Cable gets you a lot more length. Now you can purchase Kevlar rope that is twice as strong as wire rope. So if you are going to be winching down a long ramp get Kevlar rope. If not get nylon strap. Kevlar rope is now affordable.


----------



## grumper13 (Jan 14, 2008)

The main advice I would give about winches is that gear ratio matters. Besides choosing one of adequate capacity (1500#, 2000#, 3000#, etc), make sure it is at least 4:1 gear ratio, and higher is better. 

As others have said, a strap (instead of wire) is fine and friendlier to work with.

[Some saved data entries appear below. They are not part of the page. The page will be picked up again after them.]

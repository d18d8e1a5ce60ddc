//! Shell execution for the external toolchain (`consul`, `nomad`, `cfssl`,
//! `openssl`, `terraform`, `ansible-playbook`).
//!
//! Every call goes through `/bin/sh -c` so pipelines such as
//! `cfssl gencert ... | cfssljson -bare ca` work unchanged. Per-call settings
//! (addresses, tokens, certificate paths) are passed as child environment
//! variables, never spliced into the command line.

use std::collections::BTreeMap;
use std::ffi::OsStr;
use std::os::unix::fs::PermissionsExt;
use std::path::{Path, PathBuf};
use std::process::{Command, Stdio};

use anyhow::{Context, Result};
use tracing::debug;

use crate::error::Error;

const SHELL: &str = "/bin/sh";

/// Binaries a full `sync` run shells out to.
pub const REQUIRED_BINARIES: &[&str] = &[
    "consul",
    "nomad",
    "ansible-playbook",
    "cfssl",
    "cfssljson",
    "openssl",
    "terraform",
];

/// Environment a command runs in: extra variables and an optional working directory.
pub trait Environment {
    fn variables(&self) -> BTreeMap<String, String>;

    fn working_directory(&self) -> Option<&Path> {
        None
    }
}

/// Inherit the parent environment and working directory unchanged.
#[derive(Debug, Clone, Copy, Default)]
pub struct EmptyEnv;

impl Environment for EmptyEnv {
    fn variables(&self) -> BTreeMap<String, String> {
        BTreeMap::new()
    }
}

/// Run inside a specific directory with optional extra variables.
#[derive(Debug, Clone, Default)]
pub struct DirEnv {
    dir: PathBuf,
    vars: BTreeMap<String, String>,
}

impl DirEnv {
    #[must_use]
    pub fn new(dir: impl Into<PathBuf>) -> Self {
        Self {
            dir: dir.into(),
            vars: BTreeMap::new(),
        }
    }

    #[must_use]
    pub fn with_var(mut self, key: impl Into<String>, value: impl Into<String>) -> Self {
        self.vars.insert(key.into(), value.into());
        self
    }
}

impl Environment for DirEnv {
    fn variables(&self) -> BTreeMap<String, String> {
        self.vars.clone()
    }

    fn working_directory(&self) -> Option<&Path> {
        Some(&self.dir)
    }
}

/// Stdout and exit code of a command whose failure the caller interprets.
#[derive(Debug, Clone, PartialEq, Eq)]
pub struct CommandOutput {
    pub code: Option<i32>,
    pub stdout: String,
}

fn shell_command(env: &dyn Environment, command: &str) -> Command {
    let mut cmd = Command::new(SHELL);
    cmd.arg("-c").arg(command).envs(env.variables());
    if let Some(dir) = env.working_directory() {
        cmd.current_dir(dir);
    }
    cmd
}

/// Runs `command` with inherited stdio so tool output streams to the operator.
///
/// # Errors
/// Returns an error if the shell cannot be spawned or the command exits non-zero.
pub fn exec(env: &dyn Environment, command: &str) -> Result<()> {
    debug!(command, "exec");
    let status = shell_command(env, command)
        .status()
        .with_context(|| format!("Failed to run {command}"))?;
    if !status.success() {
        return Err(Error::CommandFailed {
            command: command.to_string(),
            status: status.to_string(),
        }
        .into());
    }
    Ok(())
}

/// Runs `command` and returns its stdout; stderr stays attached to the terminal.
///
/// # Errors
/// Returns an error if the shell cannot be spawned, the command exits non-zero,
/// or stdout is not UTF-8.
pub fn exec_output(env: &dyn Environment, command: &str) -> Result<String> {
    let output = exec_status(env, command)?;
    if output.code != Some(0) {
        return Err(Error::CommandFailed {
            command: command.to_string(),
            status: output.code.map_or_else(
                || "terminated by signal".to_string(),
                |code| format!("exit status: {code}"),
            ),
        }
        .into());
    }
    Ok(output.stdout)
}

/// Runs `command` and returns stdout plus exit code without judging the code.
///
/// # Errors
/// Returns an error if the shell cannot be spawned or stdout is not UTF-8.
pub fn exec_status(env: &dyn Environment, command: &str) -> Result<CommandOutput> {
    debug!(command, "exec");
    let output = shell_command(env, command)
        .stdin(Stdio::null())
        .stderr(Stdio::inherit())
        .output()
        .with_context(|| format!("Failed to run {command}"))?;
    let stdout = String::from_utf8(output.stdout)
        .with_context(|| format!("{command} produced non UTF-8 output"))?;
    Ok(CommandOutput {
        code: output.status.code(),
        stdout,
    })
}

/// Quotes `value` as a single shell word.
#[must_use]
pub fn quote(value: &str) -> String {
    format!("'{}'", value.replace('\'', r"'\''"))
}

/// Lists the required binaries that cannot be found on `PATH`.
#[must_use]
pub fn missing_dependencies() -> Vec<&'static str> {
    let path = std::env::var_os("PATH").unwrap_or_default();
    missing_from(&path, REQUIRED_BINARIES)
}

/// Fails with a readable list when any required binary is missing.
///
/// # Errors
/// Returns an error naming every missing binary.
pub fn ensure_dependencies() -> Result<()> {
    let missing = missing_dependencies();
    if missing.is_empty() {
        return Ok(());
    }
    let list = missing
        .iter()
        .map(|name| format!("- {name}"))
        .collect::<Vec<_>>()
        .join("\n");
    anyhow::bail!(
        "Local dependencies unsatisfied. Install the following and ensure they are on the PATH:\n{list}"
    );
}

fn missing_from(path_var: &OsStr, binaries: &[&'static str]) -> Vec<&'static str> {
    let dirs: Vec<PathBuf> = std::env::split_paths(path_var).collect();
    binaries
        .iter()
        .copied()
        .filter(|binary| !dirs.iter().any(|dir| is_executable(&dir.join(binary))))
        .collect()
}

fn is_executable(path: &Path) -> bool {
    std::fs::metadata(path)
        .map(|meta| meta.is_file() && meta.permissions().mode() & 0o111 != 0)
        .unwrap_or(false)
}
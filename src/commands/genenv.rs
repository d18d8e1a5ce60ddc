use anyhow::Result;
use stackroot::{Settings, envrc};

use crate::GenenvArgs;

pub(crate) fn run_genenv(args: &GenenvArgs) -> Result<()> {
    let settings = Settings::load(&args.config.config_file)?;
    let path = envrc::generate(&settings.layout(), &args.target_dir)?;
    println!("wrote {}", path.display());
    Ok(())
}
pub(crate) mod genenv;
pub(crate) mod observability;
pub(crate) mod status;
pub(crate) mod sync;
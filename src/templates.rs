//! Bundled templates for playbooks, service configuration, unit files,
//! policies and provisioner definitions.
//!
//! Templates use `[[ expr ]]`, `[% stmt %]` and `[# comment #]` so that the
//! Jinja expressions meant for Ansible (`{{ ansible_host }}`) and HCL blocks
//! pass through untouched.

use std::path::Path;
use std::sync::LazyLock;

use anyhow::{Context, Result};
use minijinja::syntax::SyntaxConfig;
use minijinja::{Environment, UndefinedBehavior};
use serde::Serialize;

use crate::fs_util;

macro_rules! bundled {
    ($($name:literal),* $(,)?) => {
        &[$(($name, include_str!(concat!("../templates/", $name)))),*]
    };
}

/// Every template compiled into the binary, keyed by its path under `templates/`.
pub const BUNDLED: &[(&str, &str)] = bundled![
    "ansible/base.yml",
    "ansible/consul.yml",
    "ansible/nomad.yml",
    "ansible/observability.yml",
    "ansible/vault.yml",
    "consul/anonymous-policy.hcl",
    "consul/client.j2",
    "consul/consul-policies.hcl",
    "consul/consul.service",
    "consul/fabio-policy.hcl",
    "consul/intention.hcl",
    "consul/nomad-client-policy.hcl",
    "consul/nomad-server-policy.hcl",
    "consul/prometheus-policy.hcl",
    "consul/server.j2",
    "consul/service.hcl",
    "consul/vault-policy.hcl",
    "fabio/fabio.properties.j2",
    "fabio/fabio.service",
    "nomad/cfssl.json",
    "nomad/client.j2",
    "nomad/nomad.service",
    "nomad/server.j2",
    "nomad/web.hcl",
    "observability/grafana-datasources.yml",
    "observability/loki.service",
    "observability/loki.yml",
    "observability/prometheus.service",
    "observability/prometheus.yml",
    "observability/promtail.service",
    "observability/promtail.yml",
    "observability/tempo.service",
    "observability/tempo.yml",
    "terraform/hetzner/main.tf",
    "terraform/hetzner/vars.tf",
    "vault/config.hcl.j2",
    "vault/nomad-server-policy.hcl",
    "vault/token-role.json",
    "vault/vault.service",
];

static REGISTRY: LazyLock<Result<TemplateRegistry, minijinja::Error>> =
    LazyLock::new(TemplateRegistry::build);

/// Read-only template environment shared by the whole process.
pub struct TemplateRegistry {
    env: Environment<'static>,
}

impl TemplateRegistry {
    /// Returns the process-wide registry, building it on first use.
    ///
    /// # Errors
    /// Returns an error if a bundled template fails to compile.
    pub fn global() -> Result<&'static Self> {
        REGISTRY
            .as_ref()
            .map_err(|err| anyhow::anyhow!("Failed to load bundled templates: {err:#}"))
    }

    fn build() -> Result<Self, minijinja::Error> {
        let syntax = SyntaxConfig::builder()
            .block_delimiters("[%", "%]")
            .variable_delimiters("[[", "]]")
            .comment_delimiters("[#", "#]")
            .build()?;
        let mut env = Environment::new();
        env.set_syntax(syntax);
        env.set_undefined_behavior(UndefinedBehavior::Strict);
        env.set_trim_blocks(true);
        env.set_lstrip_blocks(true);
        env.set_keep_trailing_newline(true);
        for (name, source) in BUNDLED {
            env.add_template(name, source)?;
        }
        Ok(Self { env })
    }

    /// Renders `name` with `context`.
    ///
    /// # Errors
    /// Returns an error if the template is unknown or references an undefined value.
    pub fn render<S: Serialize>(&self, name: &str, context: S) -> Result<String> {
        self.env
            .get_template(name)
            .with_context(|| format!("Unknown template {name}"))?
            .render(context)
            .with_context(|| format!("Failed to render template {name}"))
    }

    /// Renders `name` and writes it to `destination` with mode 0600.
    ///
    /// # Errors
    /// Returns an error if rendering or writing fails.
    pub fn render_to<S: Serialize>(&self, name: &str, context: S, destination: &Path) -> Result<()> {
        let rendered = self.render(name, context)?;
        fs_util::write_private(destination, rendered)
    }
}

/// Returns the unrendered source of a bundled template.
///
/// # Errors
/// Returns an error if `name` is not bundled.
pub fn raw(name: &str) -> Result<&'static str> {
    BUNDLED
        .iter()
        .find(|(bundled, _)| *bundled == name)
        .map(|(_, source)| *source)
        .ok_or_else(|| anyhow::anyhow!("Unknown template {name}"))
}

#[cfg(test)]
mod tests {
    use minijinja::context;

    use super::*;

    #[test]
    fn test_all_bundled_templates_compile() {
        let registry = TemplateRegistry::global().expect("registry");
        assert_eq!(registry.env.templates().count(), BUNDLED.len());
    }

    #[test]
    fn test_ansible_expressions_pass_through() {
        let registry = TemplateRegistry::global().expect("registry");
        let rendered = registry
            .render(
                "consul/server.j2",
                context! { datacenter => "dc1", join_addresses => vec!["10.0.0.2"] },
            )
            .expect("render");
        assert!(rendered.contains("datacenter = \"dc1\""));
        assert!(rendered.contains("{{ hostvars[inventory_hostname]['private_ip'] }}"));
        assert!(rendered.contains(r#"retry_join = ["10.0.0.2"]"#));
    }

    #[test]
    fn test_missing_variable_is_an_error() {
        let registry = TemplateRegistry::global().expect("registry");
        let err = registry
            .render("nomad/web.hcl", context! {})
            .expect_err("strict undefined");
        assert!(err.to_string().contains("nomad/web.hcl"));
    }

    #[test]
    fn test_raw_returns_bundled_source() {
        let source = raw("vault/token-role.json").expect("raw");
        assert!(source.contains("nomad-cluster") || source.contains("allowed_policies"));
        assert!(raw("missing.tpl").is_err());
    }
}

And I agree with others about the folly of pulling on D-rings, but the way I do it seems to work. I pull from the 2 rear D-rings (on either side of the center stern D-ring), running my stern rope under the boat to the bow, forming a V, then clip the winch strap into that V (you want the V to be a foot or so back under the bow). This V line is best rigged while the boat is floating in shallow water, then float the boat around to the rear of the trailer and clip the winch line into it. This divides the load into the 2 D-rings, and by running the V strap _under _the boat, it also lifts the bow up onto the trailer. Also, I loop a 4-5' strap through the bow D-ring and around the winch strap, to keep the bow from rising too high as it approaches the tipping point on the trailer roller. With it rigged this way, I can trailer a loaded raft. I don't often do it, but on a crowded ramp, I have and it works fine. And though a helper is nice, I can load it by myself. Another thing I did on my previous raft, was to tie a loop (a butterfly hitch) in each side of the chicken line, right where the rear rocker starts, and I'd clip my V line into those loops (and under the boat), which spread the load around the rear 1/3 of the boat's D-rings. That worked well, too, and obviously, my chicken line was stout enough for that load (a loaded raft).


----------



## mattman (Jan 30, 2015)

Hmm.... Thanks for the idea grumper!! 
Getting enough lift on the front of my raft, to get it up onto my trailer, is all way's an issue, that would solve the problem quite well.


----------



## brasscap (Jul 12, 2009)

I don't have a winch, but nobody has mentioned anchoring to the frame. Is there a reason that is not an option?


----------



## robemega (Feb 24, 2013)

*Wish someone would*



grumper13 said:


> The main advice I would give about winches is that gear ratio matters. Besides choosing one of adequate capacity (1500#, 2000#, 3000#, etc), make sure it is at least 4:1 gear ratio, and higher is better.
> 
> As others have said, a strap (instead of wire) is fine and friendlier to work with.
> 
> And I agree with others about the folly of pulling on D-rings, but the way I do it seems to work. I pull from the 2 rear D-rings (on either side of the center stern D-ring), running my stern rope under the boat to the bow, forming a V, then clip the winch strap into that V (you want the V to be a foot or so back under the bow). This V line is best rigged while the boat is floating in shallow water, then float the boat around to the rear of the trailer and clip the winch line into it. This divides the load into the 2 D-rings, and by running the V strap _under _the boat, it also lifts the bow up onto the trailer. Also, I loop a 4-5' strap through the bow D-ring and around the winch strap, to keep the bow from rising too high as it approaches the tipping point on the trailer roller. With it rigged this way, I can trailer a loaded raft. I don't often do it, but on a crowded ramp, I have and it works fine. And though a helper is nice, I can load it by myself. Another thing I did on my previous raft, was to tie a loop (a butterfly hitch) in each side of the chicken line, right where the rear rocker starts, and I'd clip my V line into those loops (and under the boat), which spread the load around the rear 1/3 of the boat's D-rings. That worked well, too, and obviously, my chicken line was stout enough for that load (a loaded raft).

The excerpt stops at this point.